O projeto só diminui a voltagem na sua última parte, sendo inclusive as únicas faixas em que os dois artistas atuam separadamente. “pulling the pin” é uma faixa mais reflexiva, onde o duo usa com genialidade metáforas de histórias judaico-cristãs para tecer críticas ao capitalismo, tendo a lendária cantora de R&B e ativista Mavis Staple comandando o refrão mais potente do disco, além de dar um peso emocional que a produção mais forte vinha segurando nas nove canções anteriores, enquanto os versos tem os flows mais contidos do projeto. Esse mesmo clima segue na última faixa, “a few words for the firing squad (radiation)”, de produção absurdamente dramática, remetendo a um progrock com a forma que a tensão é levada ao fim. Nessa track ambos trazem seus versos mais pessoais do álbum, com desabafos e definição de prioridades, como no primeiro verso de Mike:

It’d be a lie if I told you that I ever disdained the fortune and fame
But the presence of the pleasure never abstained me from any of the pain
When my mother transitioned to another plane, I was sitting on a plane
Tellin’ her to hold on, and she tried hard, but she just couldn’t hang
Been two years, truth is I’ll probably never be the same

Dead serious, it’s a chore not to let myself go insane.

E também sobrando palavras de força, vistas no segundo verso de El-P:

For the holders of a shred of heart even when you wanna fall apart
When you’re surrounded by the fog, treadin’ water in the ice cold dark
When they got you feelin’ like a fox runnin’ from another pack of dogs
Put the pistol and the fist up in the air, we are there, swear to God.

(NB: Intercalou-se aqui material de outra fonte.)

//! Named run configurations selectable from the command line.
use dicesim_game::GameConfig;

/// A named configuration with a short description for `--list-presets`.
#[derive(Debug, Clone, Copy, PartialEq, Eq)]
pub struct Preset {
    pub key: &'static str,
    pub description: &'static str,
    pub config: GameConfig,
}

pub fn catalog_presets() -> Vec<Preset> {
    let base = GameConfig::default();
    vec![
        Preset {
            key: "default",
            description: "Five d6, magic 3, 10,000 games",
            config: base,
        },
        Preset {
            key: "three-dice",
            description: "Quick game with three dice, 5,000 games",
            config: base.with_dice_count(3).with_trial_count(5_000),
        },
        Preset {
            key: "magic-two",
            description: "Magic number 2 instead of 3, 5,000 games",
            config: base.with_magic_number(2).with_trial_count(5_000),
        },
        Preset {
            key: "eight-sided",
            description: "Four d8 with magic 4, 5,000 games",
            config: base
                .with_dice_count(4)
                .with_sides_per_die(8)
                .with_magic_number(4)
                .with_trial_count(5_000),
        },
        Preset {
            key: "quick",
            description: "Default game, 1,000 games",
            config: base.with_trial_count(1_000),
        },
    ]
}

pub fn find_preset(key: &str) -> Option<Preset> {
    catalog_presets()
        .into_iter()
        .find(|preset| preset.key.eq_ignore_ascii_case(key))
}

pub fn list_presets() -> Vec<(&'static str, &'static str)> {
    catalog_presets()
        .into_iter()
        .map(|preset| (preset.key, preset.description))
        .collect()
}

/// Replace the `all` keyword with every catalog key, keeping other entries in order.
pub fn expand_presets(keys: Vec<String>) -> Vec<String> {
    let mut expanded = keys;
    if expanded.iter().any(|key| key.eq_ignore_ascii_case("all")) {
        expanded.retain(|key| !key.eq_ignore_ascii_case("all"));
        for preset in catalog_presets() {
            if !expanded.iter().any(|key| key == preset.key) {
                expanded.push(preset.key.to_string());
            }
        }
    }
    expanded
}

O beat conta com um sax no fundo que contribui para a progressão crescente chegando ao clímax com Mike, ponto crítico onde o MC cospe as últimas palavras dos artistas no disco, antes de uma linda outro com solo de saxofone: “fuck you too”.

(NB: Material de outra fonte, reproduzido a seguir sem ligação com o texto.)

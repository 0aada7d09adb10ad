use anyhow::{Result, bail};
use dicesim_game::entropy_seed;

/// Where a run seed came from.
#[derive(Debug, Clone, Copy, PartialEq, Eq)]
pub enum SeedSource {
    Explicit,
    Entropy,
}

/// Run seed plus its origin, used for reporting.
#[derive(Debug, Clone, Copy, PartialEq, Eq)]
pub struct SeedInfo {
    pub seed: u64,
    pub source: SeedSource,
}

impl SeedInfo {
    #[must_use]
    pub const fn from_numeric(seed: u64) -> Self {
        Self {
            seed,
            source: SeedSource::Explicit,
        }
    }

    #[must_use]
    pub fn from_entropy() -> Self {
        Self {
            seed: entropy_seed(),
            source: SeedSource::Entropy,
        }
    }

    #[must_use]
    pub const fn is_reproducible(&self) -> bool {
        matches!(self.source, SeedSource::Explicit)
    }
}

/// Resolve the `--seed` argument.
///
/// Supports decimal integers (negative values use their magnitude),
/// `0x`-prefixed hexadecimal, and the keywords `random` / `entropy`.
/// No argument also draws from entropy.
pub fn resolve_seed_input(token: Option<&str>) -> Result<SeedInfo> {
    let Some(token) = token.map(str::trim).filter(|t| !t.is_empty()) else {
        return Ok(SeedInfo::from_entropy());
    };

    if token.eq_ignore_ascii_case("random") || token.eq_ignore_ascii_case("entropy") {
        return Ok(SeedInfo::from_entropy());
    }

    if let Ok(value) = token.parse::<u64>() {
        return Ok(SeedInfo::from_numeric(value));
    }

    if let Ok(value) = token.parse::<i64>() {
        return Ok(SeedInfo::from_numeric(value.unsigned_abs()));
    }

    if let Some(hex) = token
        .strip_prefix("0x")
        .or_else(|| token.strip_prefix("0X"))
        && let Ok(value) = u64::from_str_radix(&hex.replace('_', ""), 16)
    {
        return Ok(SeedInfo::from_numeric(value));
    }

    bail!("Unrecognized seed token: {token}");
}
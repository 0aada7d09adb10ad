use anyhow::{Context, Result};
use std::{fs, path::Path};

use dicesim_game::GameConfig;

pub fn split_csv(s: &str) -> Vec<String> {
    s.split(',')
        .map(|x| x.trim().to_string())
        .filter(|x| !x.is_empty())
        .collect()
}

/// Read a JSON configuration document; absent fields keep their defaults.
pub fn load_config_file(path: &Path) -> Result<GameConfig> {
    let raw = fs::read_to_string(path)
        .with_context(|| format!("failed to read config {}", path.display()))?;
    GameConfig::from_json(&raw).with_context(|| format!("invalid config {}", path.display()))
}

Quem acompanha meus textos sabe que eu guardo o antepenúltimo ou penúltimo paragrafo para pontuar os defeitos em álbuns desse calibre, mas este já é o último. Sem reais defeitos e apenas um ou outro momento “não tão bom”, RTJ4 traz o melhor que já vimos dos dois artistas: as melhores produções de El-P e seus colaboradores, os melhores flows e principalmente a melhor, mais focada e mais consistente caneta de ambos. Não pode ser subestimado que, aos 45 anos, a maioria dos rappers aproveita sua aposentadoria e aparece uma vez a cada 5 anos com um feature, enquanto os dois vivem seu auge. RTJ4 não é só o melhor álbum do Run The Jewels e também não é apenas o melhor álbum de 2020 até então; é o melhor álbum de rap dos últimos dois anos e estaria na disputa para ser o melhor álbum lançado desde “To Pimp A Butterfly”. Temos aqui uma obra quase perfeita. Assim como El-P e Killer Mike, espero que te traga alguma alegria.